Encouraged by the Biennale Award-winning artist, Ali Abbas, Ahmed, whose roots lie in Hyderabad Sindh, began his study of art in his youth. He went on to join the National College of Arts, Lahore and graduated with Honours in 2000. Since then he has shown his work in solo and group exhibitions in Pakistan and abroad, and participated in prestigious residencies and workshops in Taiwan, Dhaka, Bangladesh and India. He spoke with emotion of the first time he saw Michaelangelo’s statue ‘David’ in Florence, describing the experience as “ a dream come true.”
Ahmed’s first solo exhibition, titled Silver Bullet, was held at the Laurent Delaye Gallery in London in 2010. In 2013, he showed at Gowen Contemporary Art in Geneva, and later in Paris to well-deserved acclaim. Ahmed also exhibited his work at the London Art Fair and the Bhalam Museum in Berlin in 2014, where his work forms part of the permanent collection.
Discussing his work, the artist explains that it “takes a critical view of social, political and cultural issues. During the course of my practice as a contemporary miniature painter, from 2000 to the present, I have experimented with a range of ideas. My inspiration comes mostly from common people around me with whom I interact on a daily basis — the shopkeepers, the milkman, electrician, plumber and Imam of the mosque near my house where I pray. While travelling by local transport I interact with fellow passengers, soliciting their views regarding current issues. I also like to do this when I travel abroad.”

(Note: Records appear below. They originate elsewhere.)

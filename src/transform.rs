//! World and view transforms.
//!
//! Each pipeline stage is a pure `Triangle -> Triangle` function; the
//! matrices are rebuilt per frame from the mesh and camera state rather
//! than cached, keeping the stages free of hidden state.

use crate::camera::Camera;
use crate::math::matrix::Matrix;
use crate::math::vec3::Vec3;
use crate::mesh::{Mesh, Triangle};

/// Composes a mesh's world matrix: `Rz * Ry * Rx * T`.
///
/// Row-vector chaining, so vertices are rotated about Z, then Y, then X,
/// and translated last. Order matters: the rotations do not commute, and
/// the translation must stay outside the rotations.
pub fn world_matrix(mesh: &Mesh) -> Matrix {
    let rotation = mesh.rotation();
    let translation = mesh.translation();
    Matrix::rotation_z(rotation.z)
        * Matrix::rotation_y(rotation.y)
        * Matrix::rotation_x(rotation.x)
        * Matrix::translation(translation.x, translation.y, translation.z)
}

/// Builds the view matrix for a camera.
///
/// A point-at matrix is formed from the camera position, its look target,
/// and the fixed world up vector, then inverted as a rigid transform.
pub fn view_matrix(camera: &Camera) -> Matrix {
    Matrix::point_at(camera.position, camera.look_target(), Vec3::UP).rigid_inverse()
}

/// Applies an affine transform (world or view) to every vertex.
pub fn transform_triangle(triangle: &Triangle, matrix: &Matrix) -> Triangle {
    Triangle {
        vertices: triangle.vertices.map(|v| matrix.transform_point(v).xyz()),
        color: triangle.color,
    }
}

#[cfg(test)]
mod tests {
    use super::*;
    use crate::colors;
    use approx::assert_relative_eq;
    use std::f32::consts::FRAC_PI_2;

    #[test]
    fn world_matrix_rotates_before_translating() {
        let mut mesh = Mesh::default();
        mesh.set_rotation(0.0, FRAC_PI_2, 0.0);
        mesh.set_translation(10.0, 0.0, 0.0);

        // (1,0,0) rotated a quarter turn about Y lands on -Z (row-vector
        // convention), then the translation shifts X by 10.
        let world = world_matrix(&mesh);
        let moved = world.transform_point(Vec3::RIGHT).xyz();
        assert_relative_eq!(moved.x, 10.0, epsilon = 1e-5);
        assert_relative_eq!(moved.y, 0.0, epsilon = 1e-5);
        assert_relative_eq!(moved.z, -1.0, epsilon = 1e-5);
    }

    #[test]
    fn world_matrix_identity_for_default_mesh() {
        let mesh = Mesh::default();
        let p = Vec3::new(0.3, -0.7, 2.0);
        let moved = world_matrix(&mesh).transform_point(p).xyz();
        assert_relative_eq!(moved.x, p.x, epsilon = 1e-6);
        assert_relative_eq!(moved.y, p.y, epsilon = 1e-6);
        assert_relative_eq!(moved.z, p.z, epsilon = 1e-6);
    }

    #[test]
    fn view_matrix_for_axis_aligned_camera_is_identity() {
        let camera = Camera::new(Vec3::ZERO, Vec3::FORWARD);
        let view = view_matrix(&camera);
        let p = Vec3::new(1.0, 2.0, 3.0);
        let moved = view.transform_point(p).xyz();
        assert_relative_eq!(moved.x, p.x, epsilon = 1e-5);
        assert_relative_eq!(moved.y, p.y, epsilon = 1e-5);
        assert_relative_eq!(moved.z, p.z, epsilon = 1e-5);
    }

    #[test]
    fn view_matrix_moves_world_opposite_to_camera() {
        let camera = Camera::new(Vec3::new(0.0, 0.0, -2.0), Vec3::FORWARD);
        let view = view_matrix(&camera);
        let origin_in_view = view.transform_point(Vec3::ZERO).xyz();
        assert_relative_eq!(origin_in_view.z, 2.0, epsilon = 1e-5);
    }

    #[test]
    fn transform_preserves_color() {
        let triangle = Triangle::new([Vec3::ZERO; 3], colors::WHITE * 0.5);
        let moved = transform_triangle(&triangle, &Matrix::translation(1.0, 2.0, 3.0));
        assert_eq!(moved.color, triangle.color);
        assert_eq!(moved.vertices[0], Vec3::new(1.0, 2.0, 3.0));
    }
}
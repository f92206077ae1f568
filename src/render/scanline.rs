//! Scanline triangle rasterization.
//!
//! Fills a screen-space triangle one horizontal line at a time using
//! symmetric edge interpolation:
//!
//! 1. **Sort vertices** by Y coordinate (top to bottom in screen space)
//! 2. **Classify** which side the middle vertex lies on by comparing the
//!    inverse slopes of the two edges leaving the top vertex
//! 3. **Rasterize** each scanline by interpolating an X position along the
//!    left and right bounding edges and filling the span between them
//!
//! # Edge selection
//!
//! With vertices sorted as p1 (top), p2 (middle), p3 (bottom), the two
//! inverse slopes `d12 = (p2.x - p1.x) / (p2.y - p1.y)` and
//! `d13 = (p3.x - p1.x) / (p3.y - p1.y)` decide the triangle's shape:
//!
//! ```text
//!  d12 > d13: p2 right        d12 < d13: p2 left
//!
//!      p1                          p1
//!      |\                          /|
//!      | \ p2                 p2  / |
//!      | /                      \ \ |
//!      |/                        \\|
//!      p3                          p3
//! ```
//!
//! Above p2's row the scanline is bounded by the p1-p2 and p1-p3 edges;
//! below it by p2-p3 and p1-p3. A horizontal edge (zero Y extent) gets an
//! inverse slope of 0, and its interpolation gradient is forced to 1.
//!
//! # Span convention
//!
//! Each scanline fills the half-open pixel range `[min_x, max_x)` at
//! integer rows `p1.y ..= p3.y` (float coordinates truncate toward zero).
//! Pixels outside the framebuffer are silently skipped.

use super::device::Device;
use crate::math::vec3::Vec3;
use crate::mesh::Triangle;

/// Linear interpolation with the gradient clamped to `[0, 1]`.
fn interpolate(start: f32, end: f32, gradient: f32) -> f32 {
    start + (end - start) * gradient.clamp(0.0, 1.0)
}

/// Interpolation progress of row `y` along the edge `a -> b`, forced to 1
/// for horizontal edges.
fn edge_gradient(y: f32, a: Vec3, b: Vec3) -> f32 {
    if b.y > a.y {
        (y - a.y) / (b.y - a.y)
    } else {
        1.0
    }
}

/// Fills one scanline bounded by edge `a -> b` on one side and `c -> d`
/// on the other.
fn process_scanline(device: &mut Device, y: i32, a: Vec3, b: Vec3, c: Vec3, d: Vec3, color: Vec3) {
    let left = interpolate(a.x, b.x, edge_gradient(y as f32, a, b)) as i32;
    let right = interpolate(c.x, d.x, edge_gradient(y as f32, c, d)) as i32;

    let (start, end) = if left <= right { (left, right) } else { (right, left) };
    for x in start..end {
        device.draw_point(x, y, color);
    }
}

/// Fills a screen-space triangle with its resolved color.
pub fn fill_triangle(device: &mut Device, triangle: &Triangle) {
    let [mut p1, mut p2, mut p3] = triangle.vertices;

    // Sort by ascending y; three compares suffice.
    if p2.y < p1.y {
        std::mem::swap(&mut p1, &mut p2);
    }
    if p3.y < p2.y {
        std::mem::swap(&mut p2, &mut p3);
    }
    if p2.y < p1.y {
        std::mem::swap(&mut p1, &mut p2);
    }

    let d12 = if p2.y - p1.y > 0.0 {
        (p2.x - p1.x) / (p2.y - p1.y)
    } else {
        0.0
    };
    let d13 = if p3.y - p1.y > 0.0 {
        (p3.x - p1.x) / (p3.y - p1.y)
    } else {
        0.0
    };

    let y_start = p1.y as i32;
    let y_end = p3.y as i32;

    if d12 > d13 {
        // p2 on the right: long edge p1-p3 bounds the left side throughout.
        for y in y_start..=y_end {
            if (y as f32) < p2.y {
                process_scanline(device, y, p1, p3, p1, p2, triangle.color);
            } else {
                process_scanline(device, y, p1, p3, p2, p3, triangle.color);
            }
        }
    } else {
        // p2 on the left: long edge p1-p3 bounds the right side throughout.
        for y in y_start..=y_end {
            if (y as f32) < p2.y {
                process_scanline(device, y, p1, p2, p1, p3, triangle.color);
            } else {
                process_scanline(device, y, p2, p3, p1, p3, triangle.color);
            }
        }
    }
}
use chrono::Utc;
use clap::Parser;
use justframes::{defaults, AspectRatio, Color, FrameOptions, PhotoFrame, RememberedSettings};
use std::path::PathBuf;

#[derive(Parser, Debug, Clone)]
struct ApplyOpts {
    #[clap(short = 'i', long = "image")]
    image: PathBuf,

    #[clap(short = 'o', long = "output")]
    output: Option<PathBuf>,

    #[clap(
        short = 'b',
        long = "border",
        help = "border width in percent of the shorter image side (0-20)"
    )]
    border_percent: Option<f64>,

    #[clap(
        short = 'r',
        long = "ratio",
        help = "target aspect ratio (see `just-frames ratios`)"
    )]
    ratio: Option<AspectRatio>,

    #[clap(
        long = "max-dimension",
        help = "longest allowed output side in pixels (0 = unlimited)"
    )]
    max_dimension: Option<u32>,

    #[clap(long = "color", help = "frame color as a hex triplet")]
    color: Option<Color>,

    #[clap(long = "quality", help = "output image quality (1-100)")]
    quality: Option<u8>,

    #[clap(
        long = "no-remember",
        help = "do not persist border and ratio for the next run",
        action = clap::ArgAction::SetTrue
    )]
    no_remember: bool,
}

#[derive(Parser, Debug, Clone)]
enum Command {
    #[clap(name = "apply", about = "frame an image and export it")]
    Apply(ApplyOpts),

    #[clap(name = "ratios", about = "list the available aspect ratios")]
    Ratios,
}

#[derive(Parser, Debug, Clone)]
#[clap(
    name = "just-frames",
    version = option_env!("CARGO_PKG_VERSION").unwrap_or("unknown"),
    about = "add a white frame to a photo and fit it to a target aspect ratio",
    author = "romnn <contact@romnn.com>",
    arg_required_else_help = true
)]
struct Opts {
    #[clap(subcommand)]
    commands: Option<Command>,
}

fn main() {
    let opts: Opts = Opts::parse();
    if let Some(subcommand) = opts.commands {
        match subcommand {
            Command::Apply(cfg) => {
                let start = Utc::now().time();
                justframes::debug!(&cfg);

                // remembered settings seed the defaults; flags win
                let remembered = RememberedSettings::load().unwrap_or_default();
                let border_percent = cfg
                    .border_percent
                    .unwrap_or(remembered.border_percent)
                    .clamp(defaults::BORDER_PERCENT_MIN, defaults::BORDER_PERCENT_MAX);
                let ratio = cfg.ratio.unwrap_or(remembered.ratio);
                let options = FrameOptions {
                    border_percent,
                    ratio,
                    max_dimension: cfg.max_dimension.unwrap_or(defaults::MAX_CANVAS_DIMENSION),
                    quality: cfg.quality.unwrap_or(defaults::JPEG_QUALITY),
                    background: cfg.color.unwrap_or(defaults::BACKGROUND),
                };
                justframes::debug!(&options);

                match PhotoFrame::open(&cfg.image) {
                    Ok(frame) => {
                        let result = frame.render(&options);
                        let saved = match cfg.output {
                            Some(output) => result.save_with_filename(output, options.quality),
                            None => result.save(options.quality),
                        };
                        match saved {
                            Ok(()) => {
                                if !cfg.no_remember {
                                    RememberedSettings {
                                        border_percent,
                                        ratio,
                                    }
                                    .save();
                                }
                                println!("completed in {:?}", Utc::now().time() - start);
                            }
                            Err(err) => eprintln!("{}", err),
                        }
                    }
                    Err(err) => eprintln!("{}", err),
                }
            }
            Command::Ratios => {
                for ratio in AspectRatio::ALL {
                    println!("{:<16} {}", ratio.to_string(), ratio.label());
                }
            }
        }
    }
}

Ahmed’s new work focuses on a burning theme: the uncertainty of living with the constant fear of suicide bombers and violence. One deeply moving artwork, rendered with pigment colour and silver leaf on archival vasli paper, references the bloodshed of the schoolchildren of Peshawar. Silhouettes of children are set against insertions of red marks, and above that is the image of a man in deep sleep, his features peacefully composed.
Each of Waseem Ahmed’s miniature artwork tells the story of an era — and with artistry.
In another painting, a blue burqa is juxtapositioned against a dark background, which is framed with the colour red. Standing motionless, the form is the target of numerous guns fashioned from a wall of silver leaf.
One discovers suggestions of text in the abstract backgrounds of sweeping brush strokes in some of the works or the hint of a white, silent town seen from a distance. In one painting, a man kneels in prayer amidst symbols of Paradise — a profusion of leaves and plants. However, when the work is closely examined, one discovers that the man is wearing a suicide jacket and dreaming of the Paradise he has been promised in the hereafter. The artist says his present work “mirrors the fears and feelings related to all that is happening around him.”
Waseem Ahmed’s work is the kind you would want to return to, again and again, to explore and to discover new facets.